憲法改正3案を国会が審議=上院票不足でプアタイ党案は否決
国会は10月15日、憲法改正案3本を審議し、第1読会でいずれも過半数の支持を得たが、プアタイ党案は上院の必要賛成数に届かず否決された。国民投票は総選挙と併せて来年3月に実施される見通しで、与野党は一本化に向けた協議を急ぐ。憲法改正を巡っては、制度の正統性、政権運営の困難さ、国民参加のあり方をめぐる論争が続いている。
国会は15日、上下両院合同会議を開き、プームチャイタイ党、プアタイ党、民衆党の3党が提出した憲法改正案を審議した。第1読会では、プームチャイタイ党案が629票(上院167票)、プアタイ党案が521票(上院60票)、民衆党案が460票(上院108票)の賛成を得た。3案はいずれも国会の過半数の支持を得たが、プアタイ党案は憲法で定められた上院在任議員数の3分の1(66票)に届かず、否決された。
採決を前にした討論では、各党の代表がそれぞれの改正案に関する見解を表明した。プアタイ党のスティン・クランセーン下院議員は、タイで憲法が頻繁に制定される背景には「書いては破られ、破られては書く」という悪循環があると指摘し、問題は「書いた人」ではなく「破った人」にあると述べた。さらに、「クーデター後の憲法は国民に受け入れられにくい。うんざりしているが、国民生活の問題を解決するには良い制度を構築することから始めなければならない」と強調した。
スティン議員は、2017年憲法についても「何度も改正が試みられ、外国からも受け入れられていない」と述べ、選挙で各党が改正を掲げたのは「現行憲法の下では政権運営が困難だからだ」と主張した。「この憲法は第1党が政権を握れず、第3党や第4党が政権を構成する仕組みになっている。不正防止を目的に掲げながら、これまでに多くの政党が解散に追い込まれた。3年間で3人の指導者を生んだ」と批判した。
また同議員は、下院議員と上院議員の行動を制約する第144条の問題を指摘した。「デジタルウォレットのために予算を国民支援に振り向けようとしても、議員は政治的権利を剥奪される可能性がある。これは国民代表の役割を強めるのか、それとも損なうのか」と問いかけ、憲法改正を望まない政党が信頼を失うことへの懸念を示した。
民衆党のパリット・ワチャラシン下院議員は、一部の議員から自党案が「統治体制の転覆を狙う破壊的な案」と非難されたことに反論した。特に、第1章と第2章の文言改正を禁止していないことが統治体制転覆に結び付けられている点について、「文言の見直しを検討する権利は議員と国民全員にある。第1章と第2章をロックしないことは体制転覆を意味しない」と反駁した。

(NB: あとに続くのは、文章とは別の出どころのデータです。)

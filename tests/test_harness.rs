//! Test harness for queue and worker-pool integration tests.
//!
//! Provides a scriptable task handler, single-node and multi-node setups with
//! short timeouts, and polling helpers.

#![allow(dead_code)]

use std::collections::HashMap;
use std::future::Future;
use std::sync::atomic::{AtomicU32, AtomicUsize, Ordering};
use std::sync::{Arc, Mutex};
use std::time::Duration;

use async_trait::async_trait;
use serde_json::{json, Value};

use nomad_pool::config::{NodeConfig, PoolConfig, QueueConfig};
use nomad_pool::membership::{Cluster, NodeId, ProcessId};
use nomad_pool::scheduler::hooks::SuccessHook;
use nomad_pool::scheduler::{Job, Task};
use nomad_pool::worker::TaskHandler;
use nomad_pool::{Client, Node, QueueName};

/// Task handler driven by the task's function name:
///
/// - `echo [v]`: returns `v`
/// - `sleep [ms]`: sleeps, then returns `ms`
/// - `fail`: always fails
/// - `panic`: panics
/// - `flaky [key, n]`: fails the first `n` attempts for `key`, then succeeds
#[derive(Debug, Default)]
pub struct TestHandler {
    /// Remaining `init` calls that should fail
    init_failures: AtomicU32,
    pub init_calls: AtomicUsize,
    pub started: AtomicUsize,
    pub completed: AtomicUsize,
    attempts: Mutex<HashMap<String, u32>>,
}

impl TestHandler {
    pub fn new() -> Arc<Self> {
        Arc::new(Self::default())
    }

    pub fn failing_init(failures: u32) -> Arc<Self> {
        Arc::new(Self {
            init_failures: AtomicU32::new(failures),
            ..Default::default()
        })
    }

    pub fn started(&self) -> usize {
        self.started.load(Ordering::SeqCst)
    }

    pub fn completed(&self) -> usize {
        self.completed.load(Ordering::SeqCst)
    }

    pub fn attempts(&self, key: &str) -> u32 {
        self.attempts.lock().unwrap().get(key).copied().unwrap_or(0)
    }
}

#[async_trait]
impl TaskHandler for TestHandler {
    type State = ();

    async fn init(&self, _args: &[Value]) -> Result<(), String> {
        self.init_calls.fetch_add(1, Ordering::SeqCst);
        let remaining = self.init_failures.load(Ordering::SeqCst);
        if remaining > 0 {
            self.init_failures.store(remaining - 1, Ordering::SeqCst);
            return Err("backend not ready".to_string());
        }
        Ok(())
    }

    async fn run(&self, _state: &(), task: &Task) -> Result<Value, Value> {
        self.started.fetch_add(1, Ordering::SeqCst);
        let arg = task.args.first().cloned().unwrap_or(Value::Null);
        let result = match task.function.as_str() {
            "echo" => Ok(arg),
            "sleep" => {
                let ms = arg.as_u64().unwrap_or(100);
                tokio::time::sleep(Duration::from_millis(ms)).await;
                Ok(json!(ms))
            }
            "fail" => Err(json!("always fails")),
            "panic" => panic!("handler panicked"),
            "flaky" => {
                let key = arg.as_str().unwrap_or_default().to_string();
                let failures = task.args.get(1).and_then(Value::as_u64).unwrap_or(1) as u32;
                let mut attempts = self.attempts.lock().unwrap();
                let attempt = attempts.entry(key).or_insert(0);
                *attempt += 1;
                if *attempt <= failures {
                    Err(json!(format!("attempt {} failed", attempt)))
                } else {
                    Ok(json!(*attempt))
                }
            }
            other => Err(json!(format!("unknown function {}", other))),
        };
        self.completed.fetch_add(1, Ordering::SeqCst);
        result
    }
}

/// Success hook remembering which worker ran each job
#[derive(Debug, Default)]
pub struct RecordWorker {
    pub workers: Mutex<Vec<ProcessId>>,
}

impl RecordWorker {
    pub fn recorded(&self) -> Vec<ProcessId> {
        self.workers.lock().unwrap().clone()
    }
}

impl SuccessHook for RecordWorker {
    fn on_success(&self, job: &Job, _value: &Value) {
        if let Some(by) = job.by {
            self.workers.lock().unwrap().push(by);
        }
    }
}

/// Pool settings with short timeouts for faster tests
pub fn test_pool_config(queue: &QueueName, workers: usize) -> PoolConfig {
    PoolConfig::new(queue.clone())
        .with_workers(workers)
        .with_init_retry_ms(50)
        .with_shutdown_grace_ms(1_000)
        .with_heartbeat(20, 500)
}

/// A standalone node running one queue and one pool
pub struct TestPool {
    pub node: Node,
    pub queue: QueueName,
    pub handler: Arc<TestHandler>,
    pub client: Client,
}

impl TestPool {
    pub async fn start(queue_config: QueueConfig, pool_config: PoolConfig, handler: Arc<TestHandler>) -> Self {
        let queue = queue_config.queue.clone();
        let mut node = Node::standalone(NodeConfig::new(1)).unwrap();
        node.start_queue(queue_config).await.unwrap();
        node.start_workers(pool_config, handler.clone()).unwrap();
        let client = node.client().await;
        Self {
            node,
            queue,
            handler,
            client,
        }
    }

    /// Local queue `name` with `workers` workers and default hooks
    pub async fn local(name: &str, workers: usize) -> Self {
        let queue = QueueName::local(name);
        Self::start(
            QueueConfig::new(queue.clone()),
            test_pool_config(&queue, workers),
            TestHandler::new(),
        )
        .await
    }

    pub async fn pending(&self) -> usize {
        self.client.status(&self.queue).await.unwrap().pending()
    }

    pub async fn in_flight(&self) -> usize {
        self.client.status(&self.queue).await.unwrap().in_flight()
    }

    pub async fn wait_for_workers(&self, count: usize) {
        let pool = self.node.pool(&self.queue).unwrap();
        assert_eventually(
            || async { pool.live_workers().await == count },
            Duration::from_secs(5),
            "workers should start",
        )
        .await;
    }

    pub async fn submit(&self, function: &str, args: Vec<Value>) -> Job {
        self.client
            .submit(Task::new(function, args), &self.queue, true)
            .await
            .unwrap()
    }
}

/// Join `cluster` as `node_id`, monitoring `peers` every 20ms
pub async fn join_node(cluster: &Arc<Cluster>, node_id: NodeId, peers: &[NodeId]) -> Node {
    let config = peers
        .iter()
        .fold(NodeConfig::new(node_id), |config, &peer| {
            config.with_peer(peer, format!("node-{}", peer))
        })
        .with_reconnect_interval_ms(20);
    Node::join(cluster, config).await.unwrap()
}

/// Wait for a condition to become true with timeout
pub async fn wait_for<F, Fut>(condition: F, timeout_duration: Duration, poll_interval: Duration) -> bool
where
    F: Fn() -> Fut,
    Fut: Future<Output = bool>,
{
    let start = tokio::time::Instant::now();
    while start.elapsed() < timeout_duration {
        if condition().await {
            return true;
        }
        tokio::time::sleep(poll_interval).await;
    }
    false
}

/// Assert a condition eventually becomes true
pub async fn assert_eventually<F, Fut>(condition: F, timeout_duration: Duration, message: &str)
where
    F: Fn() -> Fut,
    Fut: Future<Output = bool>,
{
    let result = wait_for(condition, timeout_duration, Duration::from_millis(20)).await;
    assert!(result, "{}", message);
}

プームチャイタイ党のパラドーン・プリサナーナンタクン総理府相は、自党案について「憲法改正で国民参加が不十分だとの懸念を踏まえ、当初は国民の直接選挙で憲法起草議会(SSR)を選出する構想だったが、憲法裁判所の判断により国会選出とした」と説明した。さらに「自党案が『青い憲法』(党利的な改正)につながるとの懸念は当たらない。我々は案に固執していない」と強調した。そのうえで、「国民参加への懸念がある場合には、プアタイ党のモデルを参考に、地方議会代表が県単位でSSRを選出し、国会に送り、300人から100人に絞る方式を採用する用意がある」と述べた。
憲法改正の国民投票は、現政権の公約に基づき、4か月後の2026年1月31日に予定される国会解散に伴う下院総選挙と同時に実施される見通しとなっている。ボウォンサック・ウアンノー副首相[=写真]は、投票日を2026年3月29日とする案を最有力候補として挙げた。

副首相によると、国民投票法では投票日の少なくとも90日前までに官報で公表する必要があるため、国会は12月15日までに憲法改正案を可決させる必要があるという。ただし、公布を待つ新たな国民投票法改正案が施行されれば、公表期限は60日前までに短縮される。この場合、国会での最終審議は翌年1月15〜19日まで延長される見通しとなる。
ボウォンサック副首相は、「現時点では3案を一本化した上で、12月15日から20日の間に第3読会で採決を行なう必要がある」と述べ、議員に協力を呼びかけた。